田中健太郎・地点
一人寡黙に歩いているサイ。
今にもこちらに向かってきそうなトラ。
どの動物たちも、生命感と躍動感をにじませながら、健太郎さんの、穏やかな柔らかさと、芯のあるストロングスタイルの両方が混ざりあった温かい人柄が感じられるタッチ。
どの作品も、どの個展も、見る度に、会う度に度肝を抜かれる。
いつもこの筆遣いを見て、彼がどんな思いで向き合ったのか、何を経て、このアウトプットに至ったのかに考えをめぐらせる。
この数年自分なりに見続けて、同じ時間を過ごしたり、会話を続けているアーティストの一人。
作品を通して、作り手と関わるのと同時に、自分で自分を振り返るきっかけにもなる。
作品を見るのも楽しみなのと同じくらい、友達として(と先輩をつかまえて言うには申し訳ないが)、お互いのキャッチアップをするのが、自分にとってはとても有意義な時間だ。
作品づくりで感じてきたこと、込めた思い、浮かんだ言葉と、自分の中にある言葉や経験を重ねあわせていく。
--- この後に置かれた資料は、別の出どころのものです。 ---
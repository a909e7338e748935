// mapty-lib/src/map.rs
use serde::{Deserialize, Serialize};
use std::fmt;
use tracing::{debug, info};

use crate::geolocation::{GeolocationError, Geolocator};

pub const DEFAULT_ZOOM_LEVEL: u8 = 13;
pub const MAX_ZOOM_LEVEL: u8 = 18;
pub const DEFAULT_TILE_URL: &str = "https://{s}.tile.openstreetmap.fr/hot/{z}/{x}/{y}.png";
pub const DEFAULT_TILE_ATTRIBUTION: &str =
    "&copy; <a href=\"https://www.openstreetmap.org/copyright\">OpenStreetMap</a> contributors";
pub const CURRENT_LOCATION_LABEL: &str = "Current Location";

/// Latitude/longitude pair, stored as `[lat, lng]`.
#[derive(Debug, Clone, Copy, PartialEq, Serialize, Deserialize)]
#[serde(from = "[f64; 2]", into = "[f64; 2]")]
pub struct Coords {
    pub lat: f64,
    pub lng: f64,
}

impl Coords {
    #[must_use]
    pub const fn new(lat: f64, lng: f64) -> Self {
        Self { lat, lng }
    }

    /// True when both values are finite and inside the usual WGS84 ranges.
    #[must_use]
    pub fn is_valid(&self) -> bool {
        self.lat.is_finite()
            && self.lng.is_finite()
            && (-90.0..=90.0).contains(&self.lat)
            && (-180.0..=180.0).contains(&self.lng)
    }
}

impl From<[f64; 2]> for Coords {
    fn from([lat, lng]: [f64; 2]) -> Self {
        Self { lat, lng }
    }
}

impl From<Coords> for [f64; 2] {
    fn from(c: Coords) -> Self {
        [c.lat, c.lng]
    }
}

impl fmt::Display for Coords {
    fn fmt(&self, f: &mut fmt::Formatter<'_>) -> fmt::Result {
        write!(f, "{:.5}, {:.5}", self.lat, self.lng)
    }
}

#[derive(Debug, Clone, PartialEq, Eq, Serialize, Deserialize)]
#[serde(default)]
pub struct TileLayer {
    pub url: String,
    pub attribution: String,
}

impl Default for TileLayer {
    fn default() -> Self {
        Self {
            url: DEFAULT_TILE_URL.to_string(),
            attribution: DEFAULT_TILE_ATTRIBUTION.to_string(),
        }
    }
}

#[derive(Debug, Clone, PartialEq, Eq)]
pub struct PopupOptions {
    pub max_width: u16,
    pub min_width: u16,
    pub auto_close: bool,
    pub close_on_click: bool,
    pub class_name: String,
}

impl PopupOptions {
    #[must_use]
    pub fn with_class(class_name: &str) -> Self {
        Self {
            max_width: 250,
            min_width: 100,
            auto_close: false,
            close_on_click: false,
            class_name: class_name.to_string(),
        }
    }
}

/// A map marker with its bound popup, opened on placement.
#[derive(Debug, Clone, PartialEq)]
pub struct Marker {
    pub coords: Coords,
    pub label: String,
    pub popup: PopupOptions,
}

/// The rendering library behind the adapter.
pub trait MapBackend {
    fn set_view(&mut self, center: Coords, zoom: u8, animate: bool);
    fn add_tile_layer(&mut self, layer: &TileLayer);
    fn add_marker(&mut self, marker: Marker);
}

/// Visible window of the map measured in terminal cells.
///
/// Longitude span is `360 / 2^zoom` degrees and latitude span is half that,
/// both clamped to the world.
#[derive(Debug, Clone, Copy, PartialEq)]
pub struct Viewport {
    pub center: Coords,
    pub zoom: u8,
    pub width: u16,
    pub height: u16,
}

impl Viewport {
    #[must_use]
    pub const fn new(center: Coords, zoom: u8) -> Self {
        Self {
            center,
            zoom,
            width: 0,
            height: 0,
        }
    }

    #[must_use]
    pub fn lng_span(&self) -> f64 {
        (360.0 / 2f64.powi(i32::from(self.zoom))).min(360.0)
    }

    #[must_use]
    pub fn lat_span(&self) -> f64 {
        (self.lng_span() / 2.0).min(180.0)
    }

    /// `[min, max]` longitude bounds.
    #[must_use]
    pub fn x_bounds(&self) -> [f64; 2] {
        let half = self.lng_span() / 2.0;
        [self.center.lng - half, self.center.lng + half]
    }

    /// `[min, max]` latitude bounds.
    #[must_use]
    pub fn y_bounds(&self) -> [f64; 2] {
        let half = self.lat_span() / 2.0;
        [self.center.lat - half, self.center.lat + half]
    }

    /// Coordinates under a cell, relative to the top-left of the map area.
    #[must_use]
    pub fn coords_at(&self, column: u16, row: u16) -> Option<Coords> {
        if column >= self.width || row >= self.height {
            return None;
        }
        let [x_min, x_max] = self.x_bounds();
        let [y_min, y_max] = self.y_bounds();
        // Sample the middle of the cell; rows grow downwards, latitude upwards.
        let fx = (f64::from(column) + 0.5) / f64::from(self.width);
        let fy = (f64::from(row) + 0.5) / f64::from(self.height);
        let lng = x_min + fx * (x_max - x_min);
        let lat = y_max - fy * (y_max - y_min);
        Some(Coords::new(lat.clamp(-90.0, 90.0), wrap_lng(lng)))
    }

    /// Longitude shifted by whole turns into `[x_min, x_min + 360)`, the frame
    /// the window is drawn in. Only differs from `lng` when the view straddles
    /// the antimeridian.
    #[must_use]
    pub fn frame_lng(&self, lng: f64) -> f64 {
        let [x_min, _] = self.x_bounds();
        x_min + (lng - x_min).rem_euclid(360.0)
    }

    #[must_use]
    pub fn contains(&self, coords: Coords) -> bool {
        let [x_min, x_max] = self.x_bounds();
        let [y_min, y_max] = self.y_bounds();
        (x_min..=x_max).contains(&self.frame_lng(coords.lng))
            && (y_min..=y_max).contains(&coords.lat)
    }

    pub fn zoom_in(&mut self) {
        self.zoom = self.zoom.saturating_add(1).min(MAX_ZOOM_LEVEL);
    }

    pub fn zoom_out(&mut self) {
        self.zoom = self.zoom.saturating_sub(1);
    }

    /// Moves the centre by a fraction of the visible span.
    pub fn pan_by(&mut self, dx: f64, dy: f64) {
        let lat = self.center.lat + dy * self.lat_span();
        let lng = self.center.lng + dx * self.lng_span();
        self.center = Coords::new(lat.clamp(-90.0, 90.0), wrap_lng(lng));
    }
}

fn wrap_lng(lng: f64) -> f64 {
    if (-180.0..=180.0).contains(&lng) {
        lng
    } else {
        (lng + 180.0).rem_euclid(360.0) - 180.0
    }
}

/// The app's handle on a ready map.
pub struct MapAdapter<B: MapBackend> {
    backend: B,
}

impl<B: MapBackend> MapAdapter<B> {
    /// Locates the user, centres the map there and sets up the tile layer and
    /// the "Current Location" marker.
    ///
    /// # Errors
    /// Propagates the geolocation failure; nothing is drawn in that case.
    pub fn initialize(
        mut backend: B,
        geolocator: &dyn Geolocator,
        zoom_level: u8,
        tiles: &TileLayer,
    ) -> Result<Self, GeolocationError> {
        let position = geolocator.current_position()?;
        info!(%position, zoom_level, "Map ready");

        backend.set_view(position, zoom_level, false);
        backend.add_tile_layer(tiles);
        backend.add_marker(Marker {
            coords: position,
            label: CURRENT_LOCATION_LABEL.to_string(),
            popup: PopupOptions::with_class("running-popup"),
        });

        Ok(Self { backend })
    }

    /// Adds a new marker with an open popup; repeated calls add duplicates.
    pub fn place_marker(&mut self, coords: Coords, popup_label: &str, style_class: &str) {
        debug!(%coords, popup_label, style_class, "Placing marker");
        self.backend.add_marker(Marker {
            coords,
            label: popup_label.to_string(),
            popup: PopupOptions::with_class(style_class),
        });
    }

    pub fn pan_to(&mut self, coords: Coords, zoom_level: u8) {
        self.backend.set_view(coords, zoom_level, true);
    }

    #[must_use]
    pub const fn backend(&self) -> &B {
        &self.backend
    }

    pub fn backend_mut(&mut self) -> &mut B {
        &mut self.backend
    }
}

/// In-memory backend that keeps the map state without drawing anything.
#[derive(Debug, Clone, Default)]
pub struct HeadlessMap {
    pub view: Option<(Coords, u8)>,
    pub tile_layer: Option<TileLayer>,
    pub markers: Vec<Marker>,
    pub animated_moves: usize,
}

impl MapBackend for HeadlessMap {
    fn set_view(&mut self, center: Coords, zoom: u8, animate: bool) {
        self.view = Some((center, zoom));
        if animate {
            self.animated_moves += 1;
        }
    }

    fn add_tile_layer(&mut self, layer: &TileLayer) {
        self.tile_layer = Some(layer.clone());
    }

    fn add_marker(&mut self, marker: Marker) {
        self.markers.push(marker);
    }
}

#[cfg(test)]
mod tests {
    use super::*;
    use crate::geolocation::ConfiguredGeolocator;

    #[test]
    fn coords_serialize_as_pair() {
        let json = serde_json::to_string(&Coords::new(51.5, -0.1)).unwrap();
        assert_eq!(json, "[51.5,-0.1]");
        let back: Coords = serde_json::from_str(&json).unwrap();
        assert_eq!(back, Coords::new(51.5, -0.1));
    }

    #[test]
    fn initialize_sets_view_tiles_and_home_marker() {
        let geo = ConfiguredGeolocator::new(Some(Coords::new(48.85, 2.35)));
        let map = MapAdapter::initialize(HeadlessMap::default(), &geo, 13, &TileLayer::default())
            .unwrap();
        let backend = map.backend();
        assert_eq!(backend.view, Some((Coords::new(48.85, 2.35), 13)));
        assert_eq!(backend.tile_layer, Some(TileLayer::default()));
        assert_eq!(backend.markers.len(), 1);
        assert_eq!(backend.markers[0].label, CURRENT_LOCATION_LABEL);
        assert_eq!(backend.animated_moves, 0);
    }

    #[test]
    fn initialize_fails_without_position() {
        let geo = ConfiguredGeolocator::new(None);
        let result =
            MapAdapter::initialize(HeadlessMap::default(), &geo, 13, &TileLayer::default());
        assert!(matches!(result, Err(GeolocationError::Unavailable)));
    }

    #[test]
    fn place_marker_never_deduplicates() {
        let geo = ConfiguredGeolocator::new(Some(Coords::new(0.0, 0.0)));
        let mut map =
            MapAdapter::initialize(HeadlessMap::default(), &geo, 13, &TileLayer::default())
                .unwrap();
        let spot = Coords::new(1.0, 1.0);
        map.place_marker(spot, "a", "cycling-popup");
        map.place_marker(spot, "a", "cycling-popup");
        assert_eq!(map.backend().markers.len(), 3);
        assert_eq!(map.backend().markers[2].popup.class_name, "cycling-popup");
        assert!(!map.backend().markers[2].popup.auto_close);
    }

    #[test]
    fn viewport_maps_cells_to_coordinates() {
        let mut vp = Viewport::new(Coords::new(0.0, 0.0), 0);
        vp.width = 4;
        vp.height = 2;
        // Zoom 0 shows 360 x 180 degrees.
        let top_left = vp.coords_at(0, 0).unwrap();
        assert_eq!(top_left, Coords::new(45.0, -135.0));
        let bottom_right = vp.coords_at(3, 1).unwrap();
        assert_eq!(bottom_right, Coords::new(-45.0, 135.0));
        assert!(vp.coords_at(4, 0).is_none());
    }

    #[test]
    fn viewport_zoom_is_bounded() {
        let mut vp = Viewport::new(Coords::new(0.0, 0.0), MAX_ZOOM_LEVEL);
        vp.zoom_in();
        assert_eq!(vp.zoom, MAX_ZOOM_LEVEL);
        vp.zoom = 0;
        vp.zoom_out();
        assert_eq!(vp.zoom, 0);
    }

    #[test]
    fn panning_wraps_longitude() {
        let mut vp = Viewport::new(Coords::new(0.0, 170.0), 2);
        vp.pan_by(0.5, 0.0);
        assert!((vp.center.lng - (-145.0)).abs() < 1e-9);
    }

    #[test]
    fn clicks_across_the_antimeridian_stay_in_view() {
        let mut vp = Viewport::new(Coords::new(0.0, 179.9), 10);
        vp.width = 80;
        vp.height = 40;
        let [x_min, x_max] = vp.x_bounds();
        assert!(x_max > 180.0);

        let east = vp.coords_at(79, 20).unwrap();
        assert!(east.lng < -179.0);
        assert!(vp.contains(east));
        let drawn = vp.frame_lng(east.lng);
        assert!(drawn > 180.0 && drawn <= x_max);

        let west = vp.coords_at(0, 20).unwrap();
        assert!(vp.contains(west));
        assert!((vp.frame_lng(west.lng) - west.lng).abs() < 1e-9);
        assert!(vp.frame_lng(west.lng) >= x_min);

        assert!(!vp.contains(Coords::new(0.0, 0.0)));
    }
}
形になった時点で、作者はすでにもっと先に進んでいると思うけど、彼のその時の地点であり、それ見て、立ち返る自分の今の「地点」。
自分が、彼からもらった言葉、作品を見て感じた感覚が、明日からの生き方のどこかの血肉になるように、僕と重ねた時間がまた、次の作品の何かにつながっていれば嬉しい。
そんな、感覚の結実を感じるから、僕はまた健太郎さんの絵を楽しみにしているのかもしれない。
展示は21日までです。
お見逃しなく。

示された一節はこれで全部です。